Segment Start: AVAILABLE RECORDS

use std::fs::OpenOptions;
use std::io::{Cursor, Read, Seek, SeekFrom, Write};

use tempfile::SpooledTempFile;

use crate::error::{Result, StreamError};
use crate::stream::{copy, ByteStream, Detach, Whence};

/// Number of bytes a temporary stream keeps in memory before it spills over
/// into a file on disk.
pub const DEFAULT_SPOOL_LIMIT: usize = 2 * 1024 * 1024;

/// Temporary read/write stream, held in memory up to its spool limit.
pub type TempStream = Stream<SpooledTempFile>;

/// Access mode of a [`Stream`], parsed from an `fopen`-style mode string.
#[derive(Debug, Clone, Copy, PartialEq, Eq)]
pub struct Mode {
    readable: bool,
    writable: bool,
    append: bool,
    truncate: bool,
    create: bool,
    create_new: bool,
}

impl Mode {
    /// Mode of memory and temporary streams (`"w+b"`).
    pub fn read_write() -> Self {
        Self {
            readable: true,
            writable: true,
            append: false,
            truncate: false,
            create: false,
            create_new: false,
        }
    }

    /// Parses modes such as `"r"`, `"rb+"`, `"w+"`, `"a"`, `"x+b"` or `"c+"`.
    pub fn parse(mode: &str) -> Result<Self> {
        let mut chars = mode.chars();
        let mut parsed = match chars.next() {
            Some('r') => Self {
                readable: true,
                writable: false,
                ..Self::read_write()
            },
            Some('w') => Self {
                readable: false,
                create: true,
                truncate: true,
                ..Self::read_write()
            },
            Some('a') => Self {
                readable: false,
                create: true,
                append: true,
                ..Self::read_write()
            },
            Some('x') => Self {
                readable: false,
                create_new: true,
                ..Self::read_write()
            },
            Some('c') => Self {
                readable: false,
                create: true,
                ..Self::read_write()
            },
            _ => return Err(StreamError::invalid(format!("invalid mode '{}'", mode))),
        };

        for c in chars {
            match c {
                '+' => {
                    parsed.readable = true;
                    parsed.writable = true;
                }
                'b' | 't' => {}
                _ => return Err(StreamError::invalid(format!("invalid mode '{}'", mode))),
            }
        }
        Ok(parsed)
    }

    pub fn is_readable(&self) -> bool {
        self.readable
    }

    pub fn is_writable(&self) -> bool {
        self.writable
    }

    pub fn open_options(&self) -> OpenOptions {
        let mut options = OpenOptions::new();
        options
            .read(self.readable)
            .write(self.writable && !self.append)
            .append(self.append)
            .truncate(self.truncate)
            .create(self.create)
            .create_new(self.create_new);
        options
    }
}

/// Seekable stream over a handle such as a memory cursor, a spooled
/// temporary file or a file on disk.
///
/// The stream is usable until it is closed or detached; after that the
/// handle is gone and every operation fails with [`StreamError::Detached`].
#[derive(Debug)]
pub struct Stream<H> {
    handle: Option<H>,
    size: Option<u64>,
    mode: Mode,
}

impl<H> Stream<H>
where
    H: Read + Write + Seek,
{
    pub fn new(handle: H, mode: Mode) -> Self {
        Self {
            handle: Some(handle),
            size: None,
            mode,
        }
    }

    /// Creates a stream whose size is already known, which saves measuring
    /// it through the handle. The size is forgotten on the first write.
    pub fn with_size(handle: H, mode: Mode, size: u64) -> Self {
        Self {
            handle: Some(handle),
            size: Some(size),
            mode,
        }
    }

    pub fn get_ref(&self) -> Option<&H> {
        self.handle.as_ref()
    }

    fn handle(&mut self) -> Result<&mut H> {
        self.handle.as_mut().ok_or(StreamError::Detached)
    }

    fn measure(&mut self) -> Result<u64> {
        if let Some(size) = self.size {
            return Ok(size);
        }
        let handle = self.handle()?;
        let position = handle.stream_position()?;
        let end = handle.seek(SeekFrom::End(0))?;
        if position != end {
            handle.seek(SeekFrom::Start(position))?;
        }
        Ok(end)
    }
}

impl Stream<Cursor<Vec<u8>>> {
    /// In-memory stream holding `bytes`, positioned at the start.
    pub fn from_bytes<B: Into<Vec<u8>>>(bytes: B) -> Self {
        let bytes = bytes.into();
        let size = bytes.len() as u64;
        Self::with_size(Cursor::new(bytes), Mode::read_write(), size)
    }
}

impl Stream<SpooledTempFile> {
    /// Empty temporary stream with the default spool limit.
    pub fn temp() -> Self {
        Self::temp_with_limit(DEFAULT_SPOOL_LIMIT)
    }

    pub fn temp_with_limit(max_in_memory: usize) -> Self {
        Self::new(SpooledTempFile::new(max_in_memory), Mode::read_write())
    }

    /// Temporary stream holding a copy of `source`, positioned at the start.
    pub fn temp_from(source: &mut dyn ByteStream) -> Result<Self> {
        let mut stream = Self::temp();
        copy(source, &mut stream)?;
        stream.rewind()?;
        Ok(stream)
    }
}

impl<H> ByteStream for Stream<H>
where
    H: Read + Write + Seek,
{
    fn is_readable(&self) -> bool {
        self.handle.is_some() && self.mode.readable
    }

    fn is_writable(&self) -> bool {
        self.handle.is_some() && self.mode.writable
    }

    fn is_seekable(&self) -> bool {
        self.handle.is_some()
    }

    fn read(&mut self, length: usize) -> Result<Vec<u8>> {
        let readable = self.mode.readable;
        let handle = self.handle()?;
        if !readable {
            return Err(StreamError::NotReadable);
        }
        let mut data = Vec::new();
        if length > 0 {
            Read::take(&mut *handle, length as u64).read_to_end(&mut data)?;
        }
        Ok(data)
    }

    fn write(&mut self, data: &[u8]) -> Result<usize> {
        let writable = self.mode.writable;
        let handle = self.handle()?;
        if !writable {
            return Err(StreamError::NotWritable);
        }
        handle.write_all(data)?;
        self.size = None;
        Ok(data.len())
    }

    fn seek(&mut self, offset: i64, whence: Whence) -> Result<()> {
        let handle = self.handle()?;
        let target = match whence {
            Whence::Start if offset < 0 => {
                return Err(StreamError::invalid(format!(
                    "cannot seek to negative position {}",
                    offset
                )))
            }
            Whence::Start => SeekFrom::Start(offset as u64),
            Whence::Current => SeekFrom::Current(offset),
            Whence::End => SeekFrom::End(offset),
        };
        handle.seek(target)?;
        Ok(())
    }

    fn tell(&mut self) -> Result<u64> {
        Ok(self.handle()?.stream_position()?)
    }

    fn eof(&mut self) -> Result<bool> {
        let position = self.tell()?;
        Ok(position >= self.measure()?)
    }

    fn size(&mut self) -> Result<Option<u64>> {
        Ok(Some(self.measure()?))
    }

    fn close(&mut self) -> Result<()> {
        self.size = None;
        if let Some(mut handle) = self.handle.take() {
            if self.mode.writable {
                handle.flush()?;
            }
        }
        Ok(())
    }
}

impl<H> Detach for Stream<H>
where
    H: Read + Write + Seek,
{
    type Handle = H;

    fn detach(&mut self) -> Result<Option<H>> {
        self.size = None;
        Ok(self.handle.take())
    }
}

Segment End: AVAILABLE RECORDS

EXERCISE BRIEF |
Please go through the data above and copy every line that has the word "impl".

RESPONSE |
impl Mode {
impl<H> Stream<H>
impl Stream<Cursor<Vec<u8>>> {
impl Stream<SpooledTempFile> {
impl<H> ByteStream for Stream<H>
impl<H> Detach for Stream<H>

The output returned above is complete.